# Input data:
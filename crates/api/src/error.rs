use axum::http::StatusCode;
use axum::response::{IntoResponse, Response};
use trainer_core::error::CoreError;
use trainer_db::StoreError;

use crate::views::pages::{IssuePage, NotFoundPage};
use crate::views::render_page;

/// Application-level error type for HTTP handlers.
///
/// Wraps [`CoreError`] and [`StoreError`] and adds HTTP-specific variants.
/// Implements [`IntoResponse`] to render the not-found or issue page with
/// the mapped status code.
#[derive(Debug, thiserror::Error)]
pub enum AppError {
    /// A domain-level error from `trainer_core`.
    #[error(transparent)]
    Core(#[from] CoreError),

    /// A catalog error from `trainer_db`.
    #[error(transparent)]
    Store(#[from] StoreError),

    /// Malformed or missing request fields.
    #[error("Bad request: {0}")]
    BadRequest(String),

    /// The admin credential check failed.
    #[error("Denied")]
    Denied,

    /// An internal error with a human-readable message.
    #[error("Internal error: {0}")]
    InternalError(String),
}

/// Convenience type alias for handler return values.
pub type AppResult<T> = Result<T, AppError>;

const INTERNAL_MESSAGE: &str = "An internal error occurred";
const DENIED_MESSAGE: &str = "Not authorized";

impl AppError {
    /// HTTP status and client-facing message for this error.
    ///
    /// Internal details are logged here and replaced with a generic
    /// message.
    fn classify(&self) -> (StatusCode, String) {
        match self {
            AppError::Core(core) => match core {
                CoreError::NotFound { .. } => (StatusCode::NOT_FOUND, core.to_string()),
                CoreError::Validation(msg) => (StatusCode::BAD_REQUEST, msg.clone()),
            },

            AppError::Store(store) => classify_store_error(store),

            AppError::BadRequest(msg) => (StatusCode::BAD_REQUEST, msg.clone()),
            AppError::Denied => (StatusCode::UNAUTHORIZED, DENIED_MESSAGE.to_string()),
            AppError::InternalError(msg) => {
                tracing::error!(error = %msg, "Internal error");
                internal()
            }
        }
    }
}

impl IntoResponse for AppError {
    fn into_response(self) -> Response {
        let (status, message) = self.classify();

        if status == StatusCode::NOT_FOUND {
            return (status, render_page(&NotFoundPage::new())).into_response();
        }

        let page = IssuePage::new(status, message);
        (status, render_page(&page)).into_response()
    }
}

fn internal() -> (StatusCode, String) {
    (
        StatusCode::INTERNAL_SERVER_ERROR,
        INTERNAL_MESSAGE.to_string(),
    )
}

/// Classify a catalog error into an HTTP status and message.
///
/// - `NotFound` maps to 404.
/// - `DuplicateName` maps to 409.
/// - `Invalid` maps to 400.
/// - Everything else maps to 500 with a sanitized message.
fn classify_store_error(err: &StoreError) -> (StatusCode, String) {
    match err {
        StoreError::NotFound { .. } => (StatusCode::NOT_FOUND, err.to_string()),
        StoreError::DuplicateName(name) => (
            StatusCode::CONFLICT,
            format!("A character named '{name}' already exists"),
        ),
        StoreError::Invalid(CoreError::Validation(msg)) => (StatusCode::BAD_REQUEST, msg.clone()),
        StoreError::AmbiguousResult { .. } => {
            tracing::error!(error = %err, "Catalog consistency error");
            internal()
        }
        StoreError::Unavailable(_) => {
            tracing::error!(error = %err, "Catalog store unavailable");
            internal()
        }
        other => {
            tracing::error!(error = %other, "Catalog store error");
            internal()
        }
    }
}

# Directions for this task:
Your reply must be one number, namely the count of lines above that hold the string "IntoResponse".

# Answer space:
3